Faridpur-5 constituency Member of Parliament
- In office 15 February 1996 – 12 June 1916
- Preceded by: Qazi Abu Yusuf
- Succeeded by: Qazi Abu Yusuf

Personal details
- Born: 1 April 1926 Faridpur, Bengal Presidency, British India. (current Bangladesh)
- Died: 30 January 2014 (aged 87) Heart Foundation Hospital, Faridpur
- Party: Bangladesh Nationalist Party
- Children: Three sons and two daughters
- Alma mater: University of Dhaka University of Calcutta Kolkata Islamia College Government Rajendra College

= Sarwar Jan Miah =

Bangladeshi lawyer and politician

Sarwar Jan Mia (1 April 1926 – 30 January 2014) was a Bangladeshi politician and lawyer from Faridpur District who was a member of the then Pakistan National Assembly, then member of the East Pakistan Legislative Assembly and then member of Parliament for Faridpur-5 constituency.

== Early life ==
Mia was born on 1 April 1926 in Sadardi, Bhanga Upazila, Faridpur District, East Bengal, British India. He holds Matriculation from Bhanga High School, IA from Rajendra College, BA from Kolkata Islamia College, MA from Kolkata University and LLB from Dhaka University.

Mia was a roommate and classmate of Sheikh Mujibur Rahman in the unemployed hostel of Kolkata Islamia College.

== Career ==
Mia joined the legal profession in 1951 at Faridpur Bar. He served as the President of Faridpur District Bar for 12 terms, President of Faridpur District Bar Association, Principal of Faridpur Law College and President of Faridpur Muslim Mission.

Mia was the General Secretary of the Greater Faridpur District Muslim League, a member of the then Pakistan Muslim League and later the President of the Faridpur District Bangladesh Nationalist Party for a long time.

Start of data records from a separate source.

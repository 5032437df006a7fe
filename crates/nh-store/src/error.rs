//! Store Error Types

use thiserror::Error;

#[derive(Error, Debug)]
pub enum StoreError {
    #[error("Database error: {0}")]
    Database(#[from] mongodb::error::Error),

    #[error("Serialization error: {0}")]
    Serialization(#[from] bson::ser::Error),

    #[error("Invalid continuation cursor: {0}")]
    InvalidCursor(String),
}

pub type StoreResult<T> = std::result::Result<T, StoreError>;
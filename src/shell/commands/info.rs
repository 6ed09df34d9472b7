//! Info command implementation.

use crate::namespace::NodeKind;
use crate::shell::command::{ArgKind, Command, CommandResult, ShellContext};
use crate::shell::commands::list::kind_label;

/// Command to show the metadata of one node.
pub struct InfoCommand;

impl Command for InfoCommand {
    fn name(&self) -> &str {
        "info"
    }

    fn aliases(&self) -> &[&str] {
        &["i", "stat"]
    }

    fn description(&self) -> &str {
        "Show node metadata"
    }

    fn usage(&self) -> &str {
        "info <identifier>"
    }

    fn help(&self) -> &str {
        "Show the metadata of a folder, zip bundle or file.\n\n\
         Arguments:\n  \
           <identifier> - Node identifier as printed by ls\n\n\
         Examples:\n  \
           info PIV.zip\n  \
           info \"All User.my-key\""
    }

    fn execute(&self, args: &[&str], ctx: &mut ShellContext) -> CommandResult {
        let Some(identifier) = args.first() else {
            return CommandResult::error(format!(
                "Usage: {}\nMissing identifier",
                self.usage()
            ));
        };

        let node = match ctx.host.item(identifier) {
            Ok(node) => node,
            Err(e) => return CommandResult::error(e.to_string()),
        };

        let parent = node
            .parent
            .as_ref()
            .map_or("-".to_string(), |p| {
                if p.encode().is_empty() {
                    "(root)".to_string()
                } else {
                    p.encode()
                }
            });

        let mut lines = vec![
            format!("Identifier:   {}", node.id()),
            format!("Parent:       {}", parent),
            format!("Name:         {}", node.display_name),
            format!("Kind:         {}", kind_label(&node)),
            format!("Content type: {}", node.content_type),
        ];
        match &node.kind {
            NodeKind::Folder { .. } => {}
            NodeKind::ZipFile { filter, size_bytes } => {
                lines.push(format!("View:         {}", filter));
                lines.push(format!("Size:         {} bytes", size_bytes));
            }
            NodeKind::LeafFile {
                credential_id,
                size_bytes,
                creation_date,
            } => {
                lines.push(format!("Credential:   {}", credential_id));
                lines.push(format!("Size:         {} bytes", size_bytes));
                lines.push(format!("Created:      {}", creation_date.to_rfc3339()));
            }
        }

        if !node.id().is_empty() {
            ctx.remember([node.id()]);
        }
        CommandResult::success(lines.join("\n"))
    }

    fn arg_kind(&self, arg_index: usize) -> ArgKind {
        if arg_index == 0 {
            ArgKind::Identifier
        } else {
            ArgKind::None
        }
    }

    fn min_args(&self) -> usize {
        1
    }

    fn max_args(&self) -> Option<usize> {
        Some(1)
    }
}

In 1958, Mia was elected Vice Chairman of Faridpur Municipality and became a member of Faridpur District Board. He was elected a member of the then Pakistan National Assembly as a candidate of the Muslim League in 1962 and a member of the then East Pakistan Legislative Assembly as a candidate of the Muslim League in 1964.

Mia was elected as a Member of Parliament from the then Faridpur-5 constituency as a candidate of the Bangladesh Nationalist Party in the Sixth Parliamentary Election on 15 January 1996.

== Death ==
Mia died on 30 January 2014 at Faridpur Heart Foundation Hospital, Bangladesh. He was buried at Alipur Cemetery in Faridpur.